▶ **Problem description**
Look over the entries that follow and work out how many lines contain "OrbfieldError". State the number only.

▶ **Exercise material**
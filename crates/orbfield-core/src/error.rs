//! Error types for Orbfield

use thiserror::Error;

/// The main error type for Orbfield operations
///
/// Protocol misuse never surfaces here; the controller absorbs it. These are
/// the failures at the edges: configuration files and worker plumbing.
#[derive(Debug, Error)]
pub enum OrbfieldError {
    #[error("Config error: {0}")]
    ConfigError(String),

    #[error("IO error: {0}")]
    IoError(#[from] std::io::Error),

    #[error("TOML serialization error: {0}")]
    TomlSerError(String),

    #[error("JSON error: {0}")]
    JsonError(#[from] serde_json::Error),

    #[error("Value out of range: {field} must be between {min} and {max}, got {value}")]
    ValueOutOfRange {
        field: String,
        min: f64,
        max: f64,
        value: f64,
    },

    #[error("Invalid enum value: {value} is not one of {allowed:?}")]
    InvalidEnumValue {
        value: String,
        allowed: Vec<String>,
    },

    #[error("Worker disconnected: {0}")]
    WorkerDisconnected(String),

    #[error("Worker error: {0}")]
    WorkerError(String),
}

/// Result type alias for Orbfield operations
pub type Result<T> = std::result::Result<T, OrbfieldError>;

impl From<toml::ser::Error> for OrbfieldError {
    fn from(err: toml::ser::Error) -> Self {
        OrbfieldError::TomlSerError(err.to_string())
    }
}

▶ **Exercise answer**
4